As of the census of 2000, there were 2,458 people, 768 households, and 609 families residing in the CDP. The population density was 114.8 PD/sqmi. There were 1,063 housing units at an average density of 49.6 /sqmi. The racial makeup of the CDP was 53.99% White, 2.48% African American, 39.42% Native American, 0.49% Asian, 0.49% from other races, and 3.13% from two or more races. Hispanic or Latino of any race were 1.71% of the population.

There were 768 households, out of which 36.6% had children under the age of 18 living with them, 57.9% were married couples living together, 14.2% had a female householder with no husband present, and 20.7% were non-families. 16.0% of all households were made up of individuals, and 7.6% had someone living alone who was 65 years of age or older. The average household size was 3.20 and the average family size was 3.55.

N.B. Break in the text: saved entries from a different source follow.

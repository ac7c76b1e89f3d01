use serde::Serialize;
use smallvec::SmallVec;
use std::borrow::Cow;
use tracing::error;

/// Status a response carries until a resource sets one.
pub const DEFAULT_STATUS: u16 = 200;

pub const CONTENT_TYPE_JSON: &str = "Content-Type: application/json";
pub const CONTENT_TYPE_TEXT: &str = "Content-Type: text/plain; charset=utf-8";
pub const NOSNIFF: &str = "X-Content-Type-Options: nosniff";

/// One complete `Name: value` header line.
///
/// Constant lines stay borrowed; computed ones (`Location`, `ETag`,
/// `Set-Cookie`) are owned.
pub type HeaderLine = Cow<'static, str>;

/// Header lines of one response, in the order they were set.
pub type HeaderLines = SmallVec<[HeaderLine; 4]>;

fn header_name(line: &str) -> &str {
    line.split(':').next().unwrap_or(line).trim()
}

/// Structured error body written by [`ResponseBuffer::error_with_code`].
///
/// Serializes as
/// `{"code":404,"data":null,"errCode":"resource:not_found","errMsg":"...","innerErrMsg":""}`.
#[derive(Debug, Serialize)]
pub struct ErrorEnvelope<'a> {
    pub code: u16,
    pub data: Option<()>,
    #[serde(rename = "errCode")]
    pub err_code: &'a str,
    #[serde(rename = "errMsg")]
    pub err_msg: &'a str,
    #[serde(rename = "innerErrMsg")]
    pub inner_err_msg: &'a str,
}

/// Destination for a finished response.
///
/// Implemented for `may_minihttp::Response` by the server module and by
/// [`CapturedResponse`] for in-process use.
pub trait ResponseSink {
    fn send(&mut self, status: u16, headers: &[HeaderLine], body: &[u8]);
}

/// In-memory [`ResponseSink`] that records what was sent.
#[derive(Debug, Default, Clone, PartialEq, Eq)]
pub struct CapturedResponse {
    pub status: u16,
    pub headers: Vec<String>,
    pub body: Vec<u8>,
    /// How many times `send` was called
    pub sends: usize,
}

impl CapturedResponse {
    /// Whether exactly `line` was sent.
    #[must_use]
    pub fn has_header(&self, line: &str) -> bool {
        self.headers.iter().any(|h| h == line)
    }

    /// Value of the header called `name` (case-insensitive), trimmed.
    #[must_use]
    pub fn header(&self, name: &str) -> Option<&str> {
        self.headers
            .iter()
            .find(|h| header_name(h).eq_ignore_ascii_case(name))
            .and_then(|h| h.split_once(':'))
            .map(|(_, value)| value.trim())
    }

    /// Body decoded as UTF-8 (lossy).
    #[must_use]
    pub fn body_text(&self) -> String {
        String::from_utf8_lossy(&self.body).into_owned()
    }

    /// Body parsed as JSON, `Value::Null` when it is not JSON.
    #[must_use]
    pub fn body_json(&self) -> serde_json::Value {
        serde_json::from_slice(&self.body).unwrap_or(serde_json::Value::Null)
    }
}

impl ResponseSink for CapturedResponse {
    fn send(&mut self, status: u16, headers: &[HeaderLine], body: &[u8]) {
        self.status = status;
        self.headers = headers.iter().map(|h| h.to_string()).collect();
        self.body = body.to_vec();
        self.sends += 1;
    }
}

/// Buffered response owned by a [`Context`](super::Context).
///
/// Setting a status or writing a body marks the response as started.
/// Validators use that flag to tell the dispatcher a request is already
/// answered. Headers alone do not start it.
#[derive(Debug)]
pub struct ResponseBuffer {
    status: u16,
    headers: HeaderLines,
    body: Vec<u8>,
    started: bool,
}

impl Default for ResponseBuffer {
    fn default() -> Self {
        Self {
            status: DEFAULT_STATUS,
            headers: HeaderLines::new(),
            body: Vec::new(),
            started: false,
        }
    }
}

impl ResponseBuffer {
    pub(crate) fn reset(&mut self) {
        self.status = DEFAULT_STATUS;
        self.headers.clear();
        self.body.clear();
        self.started = false;
    }

    #[must_use]
    pub fn status(&self) -> u16 {
        self.status
    }

    #[must_use]
    pub fn headers(&self) -> &[HeaderLine] {
        &self.headers
    }

    /// Whether exactly `line` has been set.
    #[must_use]
    pub fn has_header(&self, line: &str) -> bool {
        self.headers.iter().any(|h| h == line)
    }

    #[must_use]
    pub fn body(&self) -> &[u8] {
        &self.body
    }

    /// Bytes allocated for the body buffer.
    #[must_use]
    pub fn body_capacity(&self) -> usize {
        self.body.capacity()
    }

    pub(crate) fn shed_body(&mut self, max_capacity: usize) {
        self.body.clear();
        self.body.shrink_to(max_capacity);
    }

    /// Number of body bytes written so far.
    #[must_use]
    pub fn content_length(&self) -> usize {
        self.body.len()
    }

    #[must_use]
    pub fn is_started(&self) -> bool {
        self.started
    }

    pub fn set_status(&mut self, status: u16) {
        self.status = status;
        self.started = true;
    }

    /// Append a header line, replacing an earlier line with the same name.
    ///
    /// Takes a constant (`"Cache-Control: no-store"`) or a computed
    /// `String` (`format!("Location: /user/{id}/")`).
    pub fn header(&mut self, line: impl Into<HeaderLine>) {
        let line = line.into();
        self.remove_header(header_name(&line));
        self.headers.push(line);
    }

    /// Drop every line called `name` (case-insensitive).
    pub fn remove_header(&mut self, name: &str) {
        self.headers
            .retain(|existing| !header_name(existing).eq_ignore_ascii_case(name));
    }

    /// Append raw bytes to the body.
    pub fn write(&mut self, bytes: &[u8]) {
        self.body.extend_from_slice(bytes);
        self.started = true;
    }

    /// Replace the response with a JSON body.
    ///
    /// A value that fails to serialize is answered with a 500 error envelope.
    pub fn json<T: Serialize + ?Sized>(&mut self, status: u16, value: &T) {
        self.begin(status, CONTENT_TYPE_JSON);
        if let Err(e) = serde_json::to_writer(&mut self.body, value) {
            error!(error = %e, "Failed to serialize response body");
            self.error_with_code(500, "rest:serialize_error", "response serialization failed", "");
        }
    }

    /// Replace the response with a plain-text body.
    pub fn text(&mut self, status: u16, body: &str) {
        self.begin(status, CONTENT_TYPE_TEXT);
        self.body.extend_from_slice(body.as_bytes());
    }

    /// Replace the response with the structured error envelope.
    pub fn error_with_code(&mut self, status: u16, code: &str, message: &str, detail: &str) {
        self.begin(status, CONTENT_TYPE_JSON);
        let envelope = ErrorEnvelope {
            code: status,
            data: None,
            err_code: code,
            err_msg: message,
            inner_err_msg: detail,
        };
        if let Err(e) = serde_json::to_writer(&mut self.body, &envelope) {
            error!(error = %e, code, "Failed to serialize error envelope");
        }
    }

    /// Replace the response with a bare `text/plain` error, no envelope.
    pub fn raw_error(&mut self, status: u16, message: &str) {
        self.begin(status, CONTENT_TYPE_TEXT);
        self.header(NOSNIFF);
        self.body.extend_from_slice(message.as_bytes());
    }

    /// Write the buffered response to `sink`.
    pub fn send_to(&self, sink: &mut dyn ResponseSink) {
        sink.send(self.status, &self.headers, &self.body);
    }

    /// Start a fresh body. Headers other than `Content-Type` are kept.
    fn begin(&mut self, status: u16, content_type: &'static str) {
        self.status = status;
        self.header(content_type);
        self.body.clear();
        self.started = true;
    }
}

In the CDP, the population was spread out, with 31.4% under the age of 18, 10.5% from 18 to 24, 25.4% from 25 to 44, 22.8% from 45 to 64, and 9.8% who were 65 years of age or older. The median age was 32 years. For every 100 females, there were 100.0 males. For every 100 females age 18 and over, there were 98.6 males. The median income for a household in the CDP was $22,900, and the median income for a family was $23,650. Males had a median income of $24,815 versus $17,045 for females. The per capita income for the CDP was $8,785. About 27.8% of families and 30.9% of the population were below the poverty line, including 39.8% of those under age 18 and 17.4% of those age 65 or over.

Historical population
| Census | Pop. | Note | %± |
| 1990 | 3,273 |  | — |
| 2000 | 2,458 |  | −24.9% |
| 2010 | 1,463 |  | −40.5% |
| 2020 | 1,241 |  | −15.2% |
U.S. Decennial Census 1950 1960 1970 1980 1990 2000 2010

==Education==
The school district is Terrebonne Parish School District, as with other locations in the parish.

Terrebonne Parish Library operates the Dulac Library.